01 Nov As the long campaign comes to a close
Erin and I have seen Barack Obama speak three times. We were at Invesco Field for the climactic speech he gave during the Democratic National Convention in Denver. We were in the audience for his interview with CNN during the Unity Conference of journalists of color in Chicago in July. And, almost two years ago, we attended a rally in Aurora, Colorado, we were entranced by his public-speaking ability when he stumped for Ed Perlmutter, the Democratic Congressional candidate in our district.
That was months before Obama officially announced his intention to run for President of the United States, but Erin knew right then and there she’d vote for thr guy. I held out for some months, cynically thinking that because of his race, Hillary Clinton would be the more likely Democrat to win over voters. How wrong I was.
We met Ed Perlmutter the other day, when he and San Jose Congressman Mike Honda, a leader among Asian American pols, came to Sakura Square in downtown Denver, campaigning on Obama’s behalf (Perlmutter is also on the ballot, but although he wasn’t leaving anything to chance, Erin and I had honestly never even heard of his GOP opponent). The two men were in the area trying to ignite interest for the election in the Asian American Pacific Islander community.
They had visited the Alameda Square shopping center earlier in the day and had dim sum with a group of AAPI leaders (including Erin) at Kingsland, the gigantic Chinese restaurant, and then met shoppers at the huge, Vietnamese-owned Pacific Ocean Market. After Sakura Square, they headed east to Aurora, to shake hands at the Korean shopping hub, H-Mart.
Honda sans Perlmutter capped off the day with an evening event (it was billed as a “rally” for Asian small business owners but it felt more like an intimate reception for a smallish group of 50 or so AAPI supporters) in Littleton, which was also a pitch for Hank Eng, the AAPI candidate running for the Congressional seat being vacated by Tom Tancredo.
At Sakura Square, they first visited the temporary upstairs home of the Japanese American Resource Center of Colorado, a temporary museum displaying artifacts from the JA community. It was Erin’s idea to bring the Congressmen to Sakura Square, and it ended up a synchronicitous idea. Part of the JARCC exhibit was a research project mapping out the blocks around Sakura Square, along Larimer Street, and showing the many JA businesses that used to dot the entire area.
It turned out Perlmutter’s family used to own a pawn shop on Larimer, and Perlmutter said he bet his father knew every business on the map, and their owners. He got very animated, recalling the JA community of his youth.

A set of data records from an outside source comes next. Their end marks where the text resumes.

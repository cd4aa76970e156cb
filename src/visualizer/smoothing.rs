use clap::ValueEnum;
use serde::{Deserialize, Serialize};
use std::collections::VecDeque;

/// Moving-average flavour used across the smoothing window.
#[derive(Debug, Clone, Copy, Serialize, Deserialize, Default, ValueEnum, PartialEq, Eq)]
#[serde(rename_all = "lowercase")]
pub enum SmoothingMode {
    /// Simple moving average
    Sma,
    /// Linearly weighted, newest frame heaviest
    #[default]
    Wma,
    /// Weights `i^i` for the i-th oldest frame
    Ema,
}

impl SmoothingMode {
    pub fn all() -> &'static [SmoothingMode] {
        &[SmoothingMode::Sma, SmoothingMode::Wma, SmoothingMode::Ema]
    }

    pub fn next(&self) -> Self {
        let all = Self::all();
        let current = all.iter().position(|m| m == self).unwrap_or(0);
        all[(current + 1) % all.len()]
    }

    pub fn name(&self) -> &'static str {
        match self {
            SmoothingMode::Sma => "sma",
            SmoothingMode::Wma => "wma",
            SmoothingMode::Ema => "ema",
        }
    }

    /// Weight of the frame at 1-based position `i` (oldest first).
    ///
    /// `Ema` overflows to infinity from `i = 144`; windows are capped well below.
    pub(crate) fn weight(&self, i: usize) -> f64 {
        match self {
            SmoothingMode::Sma => 1.0,
            SmoothingMode::Wma => i as f64,
            SmoothingMode::Ema => (i as f64).powi(i as i32),
        }
    }
}

/// Moving average over the last few band frames.
///
/// Owned by the render side only.
#[derive(Debug, Default)]
pub struct TemporalSmoother {
    history: VecDeque<Vec<f64>>,
}

impl TemporalSmoother {
    pub fn new() -> Self {
        Self::default()
    }

    #[cfg(test)]
    pub fn len(&self) -> usize {
        self.history.len()
    }

    #[cfg(test)]
    pub fn is_empty(&self) -> bool {
        self.history.is_empty()
    }

    /// Smooth `band_db` against the history. Passes input through until
    /// `window_size` frames have been seen.
    pub fn filter(&mut self, band_db: &[f64], window_size: usize, mode: SmoothingMode) -> Vec<f64> {
        if window_size < 2 {
            return band_db.to_vec();
        }

        // A different band count means the layout changed; old frames are meaningless.
        if self
            .history
            .front()
            .is_some_and(|frame| frame.len() != band_db.len())
        {
            self.history.clear();
        }
        while self.history.len() > window_size {
            self.history.pop_front();
        }

        if self.history.len() < window_size {
            self.history.push_back(band_db.to_vec());
            return band_db.to_vec();
        }

        self.history.pop_front();
        self.history.push_back(band_db.to_vec());

        let weights: Vec<f64> = (1..=self.history.len()).map(|i| mode.weight(i)).collect();
        let total: f64 = weights.iter().sum();

        (0..band_db.len())
            .map(|band| {
                self.history
                    .iter()
                    .zip(weights.iter())
                    .map(|(frame, w)| frame[band] * w)
                    .sum::<f64>()
                    / total
            })
            .collect()
    }
}

#[cfg(test)]
mod tests {
    use super::*;

    fn assert_all_approx(actual: &[f64], expected: &[f64]) {
        assert_eq!(actual.len(), expected.len());
        for (a, e) in actual.iter().zip(expected.iter()) {
            assert!((a - e).abs() < 1e-9, "expected {:?}, got {:?}", expected, actual);
        }
    }

    #[test]
    fn small_windows_disable_smoothing() {
        let mut smoother = TemporalSmoother::new();
        for window in [0, 1] {
            assert_eq!(smoother.filter(&[1.0, 2.0], window, SmoothingMode::Sma), vec![1.0, 2.0]);
        }
        assert!(smoother.is_empty());
    }

    #[test]
    fn passes_through_until_window_fills() {
        let mut smoother = TemporalSmoother::new();
        assert_eq!(smoother.filter(&[3.0], 3, SmoothingMode::Sma), vec![3.0]);
        assert_eq!(smoother.filter(&[6.0], 3, SmoothingMode::Sma), vec![6.0]);
        assert_eq!(smoother.filter(&[9.0], 3, SmoothingMode::Sma), vec![9.0]);
        assert_eq!(smoother.len(), 3);

        // Window is now [6, 9, 12].
        assert_all_approx(&smoother.filter(&[12.0], 3, SmoothingMode::Sma), &[9.0]);
    }

    #[test]
    fn constant_input_is_stable_for_every_mode() {
        for mode in SmoothingMode::all() {
            let mut smoother = TemporalSmoother::new();
            let frame = [-12.0, 0.0, 4.5, -60.0];
            for _ in 0..4 {
                smoother.filter(&frame, 4, *mode);
            }
            assert_all_approx(&smoother.filter(&frame, 4, *mode), &frame);
        }
    }

    #[test]
    fn weighted_modes_favour_recent_frames() {
        let feed = |mode| {
            let mut smoother = TemporalSmoother::new();
            for v in [0.0, 0.0, 0.0] {
                smoother.filter(&[v], 3, mode);
            }
            smoother.filter(&[0.0], 3, mode);
            smoother.filter(&[6.0], 3, mode)
        };

        // Window [0, 0, 6].
        assert_all_approx(&feed(SmoothingMode::Sma), &[2.0]);
        // Weights 1, 2, 3.
        assert_all_approx(&feed(SmoothingMode::Wma), &[3.0]);
        // Weights 1, 4, 27.
        assert_all_approx(&feed(SmoothingMode::Ema), &[6.0 * 27.0 / 32.0]);
    }

    #[test]
    fn band_count_change_restarts_history() {
        let mut smoother = TemporalSmoother::new();
        for _ in 0..3 {
            smoother.filter(&[1.0, 1.0], 2, SmoothingMode::Sma);
        }
        assert_eq!(smoother.len(), 2);

        assert_eq!(smoother.filter(&[5.0, 5.0, 5.0], 2, SmoothingMode::Sma), vec![5.0, 5.0, 5.0]);
        assert_eq!(smoother.len(), 1);
    }

    #[test]
    fn shrinking_the_window_drops_oldest_frames() {
        let mut smoother = TemporalSmoother::new();
        for v in [1.0, 2.0, 3.0, 4.0] {
            smoother.filter(&[v], 4, SmoothingMode::Sma);
        }
        // History trimmed to [3, 4] then rolls to [4, 10].
        assert_all_approx(&smoother.filter(&[10.0], 2, SmoothingMode::Sma), &[7.0]);
    }

    #[test]
    fn silent_bands_stay_silent() {
        let mut smoother = TemporalSmoother::new();
        let frame = [f64::NEG_INFINITY, -10.0];
        for _ in 0..3 {
            smoother.filter(&frame, 2, SmoothingMode::Wma);
        }
        let out = smoother.filter(&frame, 2, SmoothingMode::Wma);
        assert_eq!(out[0], f64::NEG_INFINITY);
        assert!((out[1] + 10.0).abs() < 1e-9);
    }
}
/// One live capture: a device binding plus the thread pumping it into a
/// [`FrameExchange`].
pub struct CaptureSession {
    registry: Arc<AudioLineRegistry>,
    exchange: Arc<FrameExchange<SpectrumFrame>>,
    settings: Mutex<CaptureSettings>,
    /// Held across stop + start so concurrent restarts serialize.
    worker: Mutex<Option<Worker>>,
    capture_thread: Mutex<Option<ThreadId>>,
}

impl CaptureSession {
    pub fn new(
        registry: Arc<AudioLineRegistry>,
        exchange: Arc<FrameExchange<SpectrumFrame>>,
        settings: CaptureSettings,
    ) -> Self {
        Self {
            registry,
            exchange,
            settings: Mutex::new(settings),
            worker: Mutex::new(None),
            capture_thread: Mutex::new(None),
        }
    }

    #[cfg(test)]
    pub fn exchange(&self) -> &Arc<FrameExchange<SpectrumFrame>> {
        &self.exchange
    }

    pub fn settings(&self) -> CaptureSettings {
        self.settings.lock().clone()
    }

    /// Replace the settings used by the next `start()`.
    pub fn set_settings(&self, settings: CaptureSettings) {
        *self.settings.lock() = settings;
    }

    pub fn is_running(&self) -> bool {
        self.worker.lock().is_some()
    }

    /// Open the configured device and spawn the capture thread.
    ///
    /// Failures are logged and leave the session stopped; the error is returned
    /// for callers that want to report it.
    pub fn start(&self) -> Result<(), CaptureError> {
        let mut worker = self.worker.lock();
        self.start_locked(&mut worker)
    }

    /// Stop the capture thread and release the line.
    pub fn stop(&self) {
        if self.on_capture_thread() {
            error!("Capture session cannot be stopped from its own capture thread");
            return;
        }
        let mut worker = self.worker.lock();
        self.stop_locked(&mut worker);
    }

    /// Stop then start. Must not be called from the capture thread.
    pub fn restart(&self) -> Result<(), CaptureError> {
        if self.on_capture_thread() {
            error!("Capture session cannot be restarted from its own capture thread");
            return Err(CaptureError::Thread(
                "restart called from the capture thread".to_string(),
            ));
        }
        let mut worker = self.worker.lock();
        self.stop_locked(&mut worker);
        self.start_locked(&mut worker)
    }

    /// Restart on a short-lived worker thread so the caller never blocks.
    pub fn restart_async(self: &Arc<Self>) -> Option<JoinHandle<()>> {
        let session = Arc::clone(self);
        thread::Builder::new()
            .name("capture-restart".to_string())
            .spawn(move || {
                // Errors are already logged by start().
                let _ = session.restart();
            })
            .map_err(|e| error!("Failed to spawn restart thread: {}", e))
            .ok()
    }

    /// Final teardown.
    pub fn dispose(&self) {
        self.stop();
    }

    fn on_capture_thread(&self) -> bool {
        *self.capture_thread.lock() == Some(thread::current().id())
    }

    fn start_locked(&self, worker: &mut Option<Worker>) -> Result<(), CaptureError> {
        if worker.is_some() {
            debug!("Capture session already running");
            return Ok(());
        }

        let settings = self.settings();
        match self.spawn_worker(&settings) {
            Ok(new_worker) => {
                *self.capture_thread.lock() = Some(new_worker.thread.thread().id());
                *worker = Some(new_worker);
                Ok(())
            }
            Err(e) => {
                error!("Audio capture not started: {}", e);
                Err(e)
            }
        }
    }

    fn stop_locked(&self, worker: &mut Option<Worker>) {
        let Some(Worker {
            stop_flag,
            thread,
            done_rx,
            line,
        }) = worker.take()
        else {
            return;
        };

        stop_flag.store(true, Ordering::Relaxed);
        match done_rx.recv_timeout(JOIN_TIMEOUT) {
            Ok(()) | Err(RecvTimeoutError::Disconnected) => {
                if thread.join().is_err() {
                    warn!("Capture thread panicked");
                }
            }
            Err(RecvTimeoutError::Timeout) => {
                warn!(
                    "Capture thread did not stop within {:?}; detaching it",
                    JOIN_TIMEOUT
                );
            }
        }

        *self.capture_thread.lock() = None;
        self.registry.release(&line);
        info!("Audio capture stopped on {}", line.device());
    }

    fn resolve_device(&self, wanted: &str) -> Result<String, CaptureError> {
        let devices = self.registry.backend().list_input_devices()?;
        let wanted = wanted.trim();
        devices
            .into_iter()
            .find(|name| wanted.is_empty() || name.contains(wanted))
            .ok_or_else(|| CaptureError::DeviceUnavailable(wanted.to_string()))
    }

    fn spawn_worker(&self, settings: &CaptureSettings) -> Result<Worker, CaptureError> {
        let device = self.resolve_device(&settings.device)?;
        let step = settings.step();
        let buffer_bytes = step * settings.format.frame_bytes();
        let line = self
            .registry
            .acquire(&device, &settings.format, buffer_bytes)?;

        // A shared line keeps its original format, so decode with that one.
        let format = *line.format();
        if format != settings.format || line.buffer_bytes() != buffer_bytes {
            warn!(
                "{} is already open as {:?} with {} byte fragments; requested {:?} with {}",
                device,
                format,
                line.buffer_bytes(),
                settings.format,
                buffer_bytes
            );
        }

        let stop_flag = Arc::new(AtomicBool::new(false));
        let (done_tx, done_rx) = mpsc::channel();
        let pump = CapturePump {
            line: line.clone(),
            format,
            buffer_size: settings.buffer_size.max(2),
            step,
            exchange: Arc::clone(&self.exchange),
            stop_flag: Arc::clone(&stop_flag),
        };

        let spawned = thread::Builder::new()
            .name("audio-capture".to_string())
            .spawn(move || {
                let _exit = ExitSignal(done_tx);
                pump.run();
            });

        let thread = match spawned {
            Ok(thread) => thread,
            Err(e) => {
                self.registry.release(&line);
                return Err(CaptureError::Thread(e.to_string()));
            }
        };

        info!(
            "Audio capture started on {} ({} Hz, block {}, step {}, {} session(s) on the line)",
            device,
            format.sample_rate,
            settings.buffer_size,
            step,
            self.registry.use_count(&device)
        );

        Ok(Worker {
            stop_flag,
            thread,
            done_rx,
            line,
        })
    }
}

After JARCC, the politicians moved downstairs to street level, and posed in the courtyard at the bust of Ralph Carr, the governor of Colorado when Pearl Harbor was bombed in 1941, who fought against the imprisonment of Japanese Americans in U.S. concentration camps. Carr’s memory has recently been preserved with a fine biography by our friend Adam Schrager, a reporter at 9News, and with the naming of Colorado highway 285 by the state.
Then they spent some time schmoozing inside Pacific Mercantile, the supermarket that’s run by the thrid generation of the Inai family. We explained to Honda, who as an infant was interned with his family during WWII at the Amache concentration camp in southeast Colorado, that the Japanese American national museum in LA honored the Inai family — the current generation’s brother and sister team of Kyle and Jolie manage the store — several years ago at a banquet.
Honda was happy to have some Japanese snacks — “it’s just like home,” he chortled — and the two men relaxed and spoke with anyone and everyone in the store.
Througout the day and at the evening’s reception, Honda (and Perlmutter and Eng) was on message: Vote early, vote Democrat, and don’t take victory for granted. Honda extolled the Obama blueprint for Asian Americans (something I’ll have to download and read from the Obama website), and reminded everyone about the historic nature of the election, and how the Obama and Eng campaigns still needed donations and volunteers to close out the final days.
So, the question is: Did you vote early? If not, will you vote on Tuesday?